#### [What to work on]
Write out all of the entries, matching the original exactly.

---------- Extracted material ----------

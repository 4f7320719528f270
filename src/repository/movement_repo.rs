// ==========================================
// 纺织品库存台账系统 - 库存流水仓储
// ==========================================
// 职责: movements 表追加写入、冲销/替代、按条件查询
// 红线: 流水只追加；已封存（盘点覆盖）的流水不可冲销或替代
// ==========================================

mod core;
mod queries;


pub use core::MovementRepository;
pub(crate) use core::insert_movement_tx;
pub(crate) use queries::list_movements_with;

----------

#### [Final answer]
repository 4f7320719528f270
filename src/repository/movement_repo.rs
// ==========================================
// 纺织品库存台账系统 - 库存流水仓储
// ==========================================
// 职责: movements 表追加写入、冲销/替代、按条件查询
// 红线: 流水只追加；已封存（盘点覆盖）的流水不可冲销或替代
// ==========================================

mod core;
mod queries;


pub use core::MovementRepository;
pub(crate) use core::insert_movement_tx;
pub(crate) use queries::list_movements_with;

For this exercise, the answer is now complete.